Voilà ces jours, et quant aux nuits, je préfère m’y livrer tout entier en secret : voilà ce secret dit aussitôt emporté, aussitôt évanoui, aussitôt oublié.
Vendredi, la poussière reposait autour de moi, retombant lentement sur chaque chose de ces années mortes.
Journal des jours ici : vides ; ne rien avoir écrit ; se taire longtemps à ceci d’absolu que le silence rend chaque jour semblable ; l’écrire en érode la surface, abîme. Journal des jours manqués ici : absorbés dans le grand ensemble des semaines amalgamées dans un même geste (se lever ; écrire ; se coucher – entre les deux, tout ce qui ne relève que de la vie et qui reste sans phrase). Sans phrase : je ne sais plus (oui, j’ai tout oublié) quel homme s’était avancé au procès du Roi et avait hurlé : « la mort » sans rien ajouter, contrairement à tous ceux qui se pensaient obligés d’infliger pour la postérité des discours navrants — je crois que c’est Sieyès. Et puisqu’on notait tout, l’homme chargé d’écrire ce qu’on hurlait pour les siècles comme une dictée funèbre nota : « la mort (sans phrase) ». On se passa le mot : on oublia la parenthèse. La mort sans phrase. La mort, sans phrase. Sans phrase la mort. Oui, décidément, ici comme toujours le mot fautif est d’une vérité atroce, sans au-delà ni rémission.
Il n’y a rien à dire après la fin.
Rien.
Le soir, je retire ma montre ; le temps n’est plus mesurable passé sept heures ; ce qui dévore au poignet est autre chose que la faim, que l’ordre des obligations sociales à remplir, autre chose que tout ce qui compte et se mesure ; autre chose que tout ce qui peut avoir un sens. Maintenant que le manuscrit est noirci jusqu’à la gorge, le temps s’ouvre comme ce silence qui dévore, le matin, sous la douche, qu’on réapprend à vivre.
Lire vers midi ces mots sur la résistance aux voix infâmes : ce qu’il faut de courage pour cela. J’ai lu pour la première fois le journal (le vrai : celui des jours officiellement produits sur nous, jetés sur nous comme de mauvaises vagues, l’odeur d’embruns qui ne nous quitteront plus), et évidemment la nausée, évidemment le sentiment d’inutilité du monde, mais efficacement ordonné contre nous, évidemment la terreur, la seule vraie.
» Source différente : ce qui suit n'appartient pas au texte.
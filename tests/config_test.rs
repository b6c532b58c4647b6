//! Tests for config and secrets loading from disk.

use std::fs;
use std::io::Write;

use tempfile::{NamedTempFile, TempDir};

use vegvisir::config::{ApiKeySecret, Config, Secrets};
use vegvisir::{RouterError, TokenBudgetEstimator};

fn write_config(content: &str) -> NamedTempFile {
    let mut file = NamedTempFile::new().unwrap();
    file.write_all(content.as_bytes()).unwrap();
    file
}

#[test]
fn load_explicit_config() {
    let file = write_config(
        r#"
        fallback_message = "Try again soon"

        [local]
        command = "sh"
        args = ["-c", "cat"]

        [remote]
        timeout_secs = 3
        "#,
    );

    let config = Config::load(Some(file.path())).unwrap();
    assert_eq!(config.remote.timeout_secs, 3);
    assert_eq!(config.local.as_ref().unwrap().command, "sh");
    assert_eq!(config.fallback_message.as_deref(), Some("Try again soon"));
}

#[test]
fn invalid_toml_is_configuration_error() {
    let file = write_config("[selector\nshort_question_tokens = ");
    let err = Config::load(Some(file.path())).unwrap_err();
    assert!(matches!(err, RouterError::Configuration(msg) if msg.contains("Failed to parse")));
}

#[test]
fn router_builder_requires_local_command() {
    let config = Config::default();
    let err = config
        .router_builder(&Secrets::default())
        .unwrap()
        .estimator(TokenBudgetEstimator::new())
        .build()
        .unwrap_err();
    assert!(matches!(err, RouterError::Configuration(_)));
}

#[test]
fn router_builder_enables_remote_with_key() {
    let file = write_config(
        r#"
        [local]
        command = "cat"
        "#,
    );
    let config = Config::load_from(file.path()).unwrap();
    let secrets = Secrets {
        openai: Some(ApiKeySecret {
            api_key: "sk-test".to_string(),
        }),
    };

    let router = config.router_builder(&secrets).unwrap().build().unwrap();
    assert!(router.credentials_available());
}

#[cfg(unix)]
mod permissions {
    use std::os::unix::fs::PermissionsExt;

    use super::*;

    fn secrets_file(dir: &TempDir, mode: u32) -> std::path::PathBuf {
        let path = dir.path().join("secrets.toml");
        fs::write(&path, "[openai]\napi_key = \"sk-from-file\"\n").unwrap();
        fs::set_permissions(&path, fs::Permissions::from_mode(mode)).unwrap();
        path
    }

    #[test]
    fn owner_only_secrets_load() {
        let dir = TempDir::new().unwrap();
        let path = secrets_file(&dir, 0o600);
        let secrets = Secrets::load_from(&path).unwrap();
        assert_eq!(secrets.openai_api_key(), Some("sk-from-file".to_string()));
    }

    #[test]
    fn read_only_secrets_load() {
        let dir = TempDir::new().unwrap();
        let path = secrets_file(&dir, 0o400);
        assert!(Secrets::load_from(&path).is_ok());
    }

    #[test]
    fn world_readable_secrets_rejected() {
        let dir = TempDir::new().unwrap();
        let path = secrets_file(&dir, 0o644);
        let err = Secrets::load_from(&path).unwrap_err();
        assert!(err.to_string().contains("insecure permissions 644"));
    }
}
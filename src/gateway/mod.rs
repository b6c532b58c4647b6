//! Router composition

mod builder;
mod router;

pub use builder::RouterBuilder;
pub use router::{DEFAULT_MAX_TOKENS, Router, build_prompt};
use compact_str::CompactString;

use crate::api::Post;

/// Which kind of view a stack entry describes
#[derive(Debug, Clone, Copy, PartialEq, Eq)]
pub enum ViewKind {
    Explore,
    Detail,
}

/// One entry in the navigation stack: either the root feed or a post's
/// detail view.
#[derive(Debug, Clone, PartialEq)]
pub enum ViewState {
    /// The main explore feed; the root of the stack
    Explore {
        posts: Vec<Post>,
        /// Pagination seed; may be empty
        seed: CompactString,
    },
    /// A drilled-into post with its "more to explore" batch
    Detail {
        /// The post the user clicked to reach this view
        parent: Post,
        posts: Vec<Post>,
        seed: CompactString,
    },
}

impl ViewState {
    /// The canonical root view installed by a reset: empty feed, empty seed
    pub fn empty_explore() -> Self {
        Self::Explore {
            posts: Vec::new(),
            seed: CompactString::default(),
        }
    }

    pub fn kind(&self) -> ViewKind {
        match self {
            Self::Explore { .. } => ViewKind::Explore,
            Self::Detail { .. } => ViewKind::Detail,
        }
    }

    pub fn posts(&self) -> &[Post] {
        match self {
            Self::Explore { posts, .. } | Self::Detail { posts, .. } => posts,
        }
    }

    pub fn seed(&self) -> &str {
        match self {
            Self::Explore { seed, .. } | Self::Detail { seed, .. } => seed,
        }
    }

    /// The drilled-into post; `None` for the root feed
    pub fn parent_post(&self) -> Option<&Post> {
        match self {
            Self::Explore { .. } => None,
            Self::Detail { parent, .. } => Some(parent),
        }
    }
}

/// Ordered list of the views the user has drilled into.
///
/// Index 0 is the root and is always an explore view; every non-root entry
/// is a detail view. After initialization the depth never drops below 1.
/// Each mutation installs a rebuilt vector; entries below the top are never
/// edited in place.
#[derive(Debug, Default)]
pub struct NavigationStack {
    entries: Vec<ViewState>,
}

impl NavigationStack {
    pub fn new() -> Self {
        Self::default()
    }

    /// Replace the stack with a single root entry. Any prior content is
    /// discarded, not merged.
    pub fn initialize(&mut self, initial: ViewState) {
        self.entries = vec![initial];
    }

    /// Append a view on top; returns the new depth
    pub fn push(&mut self, view: ViewState) -> usize {
        let mut next = self.entries.clone();
        next.push(view);
        self.entries = next;
        self.entries.len()
    }

    /// Remove and return the top entry. The root is never popped; at
    /// depth <= 1 this returns `None` and leaves the stack unchanged.
    pub fn pop(&mut self) -> Option<ViewState> {
        if self.entries.len() <= 1 {
            return None;
        }
        let mut next = self.entries.clone();
        let removed = next.pop();
        self.entries = next;
        removed
    }

    /// Replace everything with the canonical empty explore root
    pub fn reset_root(&mut self) {
        self.entries = vec![ViewState::empty_explore()];
    }

    pub fn depth(&self) -> usize {
        self.entries.len()
    }

    pub fn top(&self) -> Option<&ViewState> {
        self.entries.last()
    }

    pub fn entries(&self) -> &[ViewState] {
        &self.entries
    }
}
Les universités à demi fermées, les théâtres à demi ouverts, la porte battante de ces jours ; les cafés ouverts hier, fermés demain, ou est-ce le contraire : le monde réduit à des mesures sanitaires à respecter, la colère en travers de tout ce sur quoi on pose les yeux. Il y avait la mer pour se laver ; quelques pages d’Éric Vuillard et de Desnos, de Gabily ; il y avait des stratagèmes pour se laver de toutes ces laideurs, il n’y en avait pas assez, les laideurs affluaient sans nombre. Il y avait soudain pourtant la fin qui ne consolait pas, mais entourait chaque chose d’un halo bienveillant et gentil, mordait la peau jusqu’au sang, jusqu’à ce que jaillisse quelque chose de vivant dans ces jours.